-- RECORDS SHOWN follows --
use crate::{
    env::{defaults, vars, Environment, ProcessEnv},
    error::ConfigError,
    setting::{Defaulted, Optional, Required},
};
use serde::Serialize;
use std::sync::LazyLock;

static GLOBAL: LazyLock<Config> = LazyLock::new(Config::from_env);

/// Configuration for the update-dependencies script.
///
/// Required variables:
///
/// - `GITHUB_USER`: the user to commit the changes as.
/// - `GITHUB_EMAIL`: the user's email to commit the changes as.
/// - `GITHUB_PASSWORD`: the password or personal access token of the user.
///
/// Optional variables:
///
/// - `ROSLYN_VERSION_URL`: where to read the current Roslyn version.
/// - `CORESETUP_VERSION_URL`: where to read the current core-setup package versions.
/// - `GITHUB_ORIGIN_OWNER`: owner of the fork the PR is pushed from.
/// - `GITHUB_UPSTREAM_OWNER`: owner of the base repo the PR targets.
/// - `GITHUB_PROJECT`: repo name under the origin and upstream owners.
/// - `GITHUB_UPSTREAM_BRANCH`: branch in the base repo the PR targets.
/// - `GITHUB_PULL_REQUEST_NOTIFICATIONS`: `;`-separated GitHub users to notify on the PR.
///
/// Nothing is read at construction. Each setting is resolved on its first
/// access and cached for the lifetime of the value.
#[derive(Debug)]
pub struct Config<E = ProcessEnv> {
    env: E,
    user_name: Required<String>,
    email: Required<String>,
    password: Required<String>,
    roslyn_version_url: Defaulted<String>,
    core_setup_version_url: Defaulted<String>,
    github_origin_owner: Optional<String>,
    github_upstream_owner: Defaulted<String>,
    github_project: Defaulted<String>,
    github_upstream_branch: Defaulted<String>,
    github_pull_request_notifications: Defaulted<Vec<String>>,
}

impl Config<ProcessEnv> {
    /// Process-wide instance backed by the process environment.
    pub fn global() -> &'static Config {
        &GLOBAL
    }

    pub fn from_env() -> Self {
        Self::with_environment(ProcessEnv)
    }
}

impl Default for Config<ProcessEnv> {
    fn default() -> Self {
        Self::from_env()
    }
}

impl<E: Environment> Config<E> {
    pub fn with_environment(env: E) -> Self {
        Self {
            env,
            user_name: Required::new(vars::GITHUB_USER),
            email: Required::new(vars::GITHUB_EMAIL),
            password: Required::new(vars::GITHUB_PASSWORD),
            roslyn_version_url: Defaulted::new(vars::ROSLYN_VERSION_URL, defaults::ROSLYN_VERSION_URL),
            core_setup_version_url: Defaulted::new(
                vars::CORESETUP_VERSION_URL,
                defaults::CORESETUP_VERSION_URL,
            ),
            github_origin_owner: Optional::new(vars::GITHUB_ORIGIN_OWNER),
            github_upstream_owner: Defaulted::new(
                vars::GITHUB_UPSTREAM_OWNER,
                defaults::GITHUB_UPSTREAM_OWNER,
            ),
            github_project: Defaulted::new(vars::GITHUB_PROJECT, defaults::GITHUB_PROJECT),
            github_upstream_branch: Defaulted::new(
                vars::GITHUB_UPSTREAM_BRANCH,
                defaults::GITHUB_UPSTREAM_BRANCH,
            ),
            github_pull_request_notifications: Defaulted::new(
                vars::GITHUB_PULL_REQUEST_NOTIFICATIONS,
                defaults::GITHUB_PULL_REQUEST_NOTIFICATIONS,
            ),
        }
    }

    pub fn environment(&self) -> &E {
        &self.env
    }

    //────────────────── Accessors
    pub fn user_name(&self) -> Result<&str, ConfigError> {
        self.user_name.get(&self.env, String::from).map(String::as_str)
    }

    pub fn email(&self) -> Result<&str, ConfigError> {
        self.email.get(&self.env, String::from).map(String::as_str)
    }

    pub fn password(&self) -> Result<&str, ConfigError> {
        self.password.get(&self.env, String::from).map(String::as_str)
    }

    pub fn roslyn_version_url(&self) -> &str {
        self.roslyn_version_url.get(&self.env, String::from)
    }

    pub fn core_setup_version_url(&self) -> &str {
        self.core_setup_version_url.get(&self.env, String::from)
    }

    pub fn github_origin_owner(&self) -> Option<&str> {
        self.github_origin_owner
            .get(&self.env, String::from)
            .map(String::as_str)
    }

    pub fn github_upstream_owner(&self) -> &str {
        self.github_upstream_owner.get(&self.env, String::from)
    }

    pub fn github_project(&self) -> &str {
        self.github_project.get(&self.env, String::from)
    }

    pub fn github_upstream_branch(&self) -> &str {
        self.github_upstream_branch.get(&self.env, String::from)
    }

    pub fn github_pull_request_notifications(&self) -> &[String] {
        self.github_pull_request_notifications
            .get(&self.env, |raw| parse_notifications(&raw))
    }

    //────────────────── Preflight
    /// Names of the required variables that are not set, in declaration order.
    ///
    /// Resolves (and therefore caches) all three required settings.
    pub fn missing_required(&self) -> Vec<&'static str> {
        [self.user_name(), self.email(), self.password()]
            .into_iter()
            .filter_map(|r| r.err().map(|e| e.variable()))
            .collect()
    }

    /// Resolves every setting. Fails on the first missing required variable.
    pub fn summary(&self) -> Result<ConfigSummary, ConfigError> {
        let user_name = self.user_name()?.to_string();
        let email = self.email()?.to_string();
        self.password()?;

        Ok(ConfigSummary {
            user_name,
            email,
            roslyn_version_url: self.roslyn_version_url().to_string(),
            core_setup_version_url: self.core_setup_version_url().to_string(),
            github_origin_owner: self.github_origin_owner().map(str::to_string),
            github_upstream_owner: self.github_upstream_owner().to_string(),
            github_project: self.github_project().to_string(),
            github_upstream_branch: self.github_upstream_branch().to_string(),
            github_pull_request_notifications: self.github_pull_request_notifications().to_vec(),
        })
    }
}

/// Splits a `;`-separated list, dropping empty segments.
pub fn parse_notifications(raw: &str) -> Vec<String> {
    raw.split(';')
        .filter(|s| !s.is_empty())
        .map(str::to_string)
        .collect()
}

//────────────────── Summary
/// Resolved settings minus the password.
#[derive(Clone, Debug, PartialEq, Eq, Serialize)]
pub struct ConfigSummary {
    pub user_name: String,
    pub email: String,
    pub roslyn_version_url: String,
    pub core_setup_version_url: String,
    #[serde(skip_serializing_if = "Option::is_none")]
    pub github_origin_owner: Option<String>,
    pub github_upstream_owner: String,
    pub github_project: String,
    pub github_upstream_branch: String,
    pub github_pull_request_notifications: Vec<String>,
}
-- RECORDS SHOWN concluded --
Return the records above in their entirety, exactly as they appear.

use crate::{
    env::{defaults, vars, Environment, ProcessEnv},
    error::ConfigError,
    setting::{Defaulted, Optional, Required},
};
use serde::Serialize;
use std::sync::LazyLock;

static GLOBAL: LazyLock<Config> = LazyLock::new(Config::from_env);

/// Configuration for the update-dependencies script.
///
/// Required variables:
///
/// - `GITHUB_USER`: the user to commit the changes as.
/// - `GITHUB_EMAIL`: the user's email to commit the changes as.
/// - `GITHUB_PASSWORD`: the password or personal access token of the user.
///
/// Optional variables:
///
/// - `ROSLYN_VERSION_URL`: where to read the current Roslyn version.
/// - `CORESETUP_VERSION_URL`: where to read the current core-setup package versions.
/// - `GITHUB_ORIGIN_OWNER`: owner of the fork the PR is pushed from.
/// - `GITHUB_UPSTREAM_OWNER`: owner of the base repo the PR targets.
/// - `GITHUB_PROJECT`: repo name under the origin and upstream owners.
/// - `GITHUB_UPSTREAM_BRANCH`: branch in the base repo the PR targets.
/// - `GITHUB_PULL_REQUEST_NOTIFICATIONS`: `;`-separated GitHub users to notify on the PR.
///
/// Nothing is read at construction. Each setting is resolved on its first
/// access and cached for the lifetime of the value.
#[derive(Debug)]
pub struct Config<E = ProcessEnv> {
    env: E,
    user_name: Required<String>,
    email: Required<String>,
    password: Required<String>,
    roslyn_version_url: Defaulted<String>,
    core_setup_version_url: Defaulted<String>,
    github_origin_owner: Optional<String>,
    github_upstream_owner: Defaulted<String>,
    github_project: Defaulted<String>,
    github_upstream_branch: Defaulted<String>,
    github_pull_request_notifications: Defaulted<Vec<String>>,
}

impl Config<ProcessEnv> {
    /// Process-wide instance backed by the process environment.
    pub fn global() -> &'static Config {
        &GLOBAL
    }

    pub fn from_env() -> Self {
        Self::with_environment(ProcessEnv)
    }
}

impl Default for Config<ProcessEnv> {
    fn default() -> Self {
        Self::from_env()
    }
}

impl<E: Environment> Config<E> {
    pub fn with_environment(env: E) -> Self {
        Self {
            env,
            user_name: Required::new(vars::GITHUB_USER),
            email: Required::new(vars::GITHUB_EMAIL),
            password: Required::new(vars::GITHUB_PASSWORD),
            roslyn_version_url: Defaulted::new(vars::ROSLYN_VERSION_URL, defaults::ROSLYN_VERSION_URL),
            core_setup_version_url: Defaulted::new(
                vars::CORESETUP_VERSION_URL,
                defaults::CORESETUP_VERSION_URL,
            ),
            github_origin_owner: Optional::new(vars::GITHUB_ORIGIN_OWNER),
            github_upstream_owner: Defaulted::new(
                vars::GITHUB_UPSTREAM_OWNER,
                defaults::GITHUB_UPSTREAM_OWNER,
            ),
            github_project: Defaulted::new(vars::GITHUB_PROJECT, defaults::GITHUB_PROJECT),
            github_upstream_branch: Defaulted::new(
                vars::GITHUB_UPSTREAM_BRANCH,
                defaults::GITHUB_UPSTREAM_BRANCH,
            ),
            github_pull_request_notifications: Defaulted::new(
                vars::GITHUB_PULL_REQUEST_NOTIFICATIONS,
                defaults::GITHUB_PULL_REQUEST_NOTIFICATIONS,
            ),
        }
    }

    pub fn environment(&self) -> &E {
        &self.env
    }

    //────────────────── Accessors
    pub fn user_name(&self) -> Result<&str, ConfigError> {
        self.user_name.get(&self.env, String::from).map(String::as_str)
    }

    pub fn email(&self) -> Result<&str, ConfigError> {
        self.email.get(&self.env, String::from).map(String::as_str)
    }

    pub fn password(&self) -> Result<&str, ConfigError> {
        self.password.get(&self.env, String::from).map(String::as_str)
    }

    pub fn roslyn_version_url(&self) -> &str {
        self.roslyn_version_url.get(&self.env, String::from)
    }

    pub fn core_setup_version_url(&self) -> &str {
        self.core_setup_version_url.get(&self.env, String::from)
    }

    pub fn github_origin_owner(&self) -> Option<&str> {
        self.github_origin_owner
            .get(&self.env, String::from)
            .map(String::as_str)
    }

    pub fn github_upstream_owner(&self) -> &str {
        self.github_upstream_owner.get(&self.env, String::from)
    }

    pub fn github_project(&self) -> &str {
        self.github_project.get(&self.env, String::from)
    }

    pub fn github_upstream_branch(&self) -> &str {
        self.github_upstream_branch.get(&self.env, String::from)
    }

    pub fn github_pull_request_notifications(&self) -> &[String] {
        self.github_pull_request_notifications
            .get(&self.env, |raw| parse_notifications(&raw))
    }

    //────────────────── Preflight
    /// Names of the required variables that are not set, in declaration order.
    ///
    /// Resolves (and therefore caches) all three required settings.
    pub fn missing_required(&self) -> Vec<&'static str> {
        [self.user_name(), self.email(), self.password()]
            .into_iter()
            .filter_map(|r| r.err().map(|e| e.variable()))
            .collect()
    }

    /// Resolves every setting. Fails on the first missing required variable.
    pub fn summary(&self) -> Result<ConfigSummary, ConfigError> {
        let user_name = self.user_name()?.to_string();
        let email = self.email()?.to_string();
        self.password()?;

        Ok(ConfigSummary {
            user_name,
            email,
            roslyn_version_url: self.roslyn_version_url().to_string(),
            core_setup_version_url: self.core_setup_version_url().to_string(),
            github_origin_owner: self.github_origin_owner().map(str::to_string),
            github_upstream_owner: self.github_upstream_owner().to_string(),
            github_project: self.github_project().to_string(),
            github_upstream_branch: self.github_upstream_branch().to_string(),
            github_pull_request_notifications: self.github_pull_request_notifications().to_vec(),
        })
    }
}

/// Splits a `;`-separated list, dropping empty segments.
pub fn parse_notifications(raw: &str) -> Vec<String> {
    raw.split(';')
        .filter(|s| !s.is_empty())
        .map(str::to_string)
        .collect()
}

//────────────────── Summary
/// Resolved settings minus the password.
#[derive(Clone, Debug, PartialEq, Eq, Serialize)]
pub struct ConfigSummary {
    pub user_name: String,
    pub email: String,
    pub roslyn_version_url: String,
    pub core_setup_version_url: String,
    #[serde(skip_serializing_if = "Option::is_none")]
    pub github_origin_owner: Option<String>,
    pub github_upstream_owner: String,
    pub github_project: String,
    pub github_upstream_branch: String,
    pub github_pull_request_notifications: Vec<String>,
}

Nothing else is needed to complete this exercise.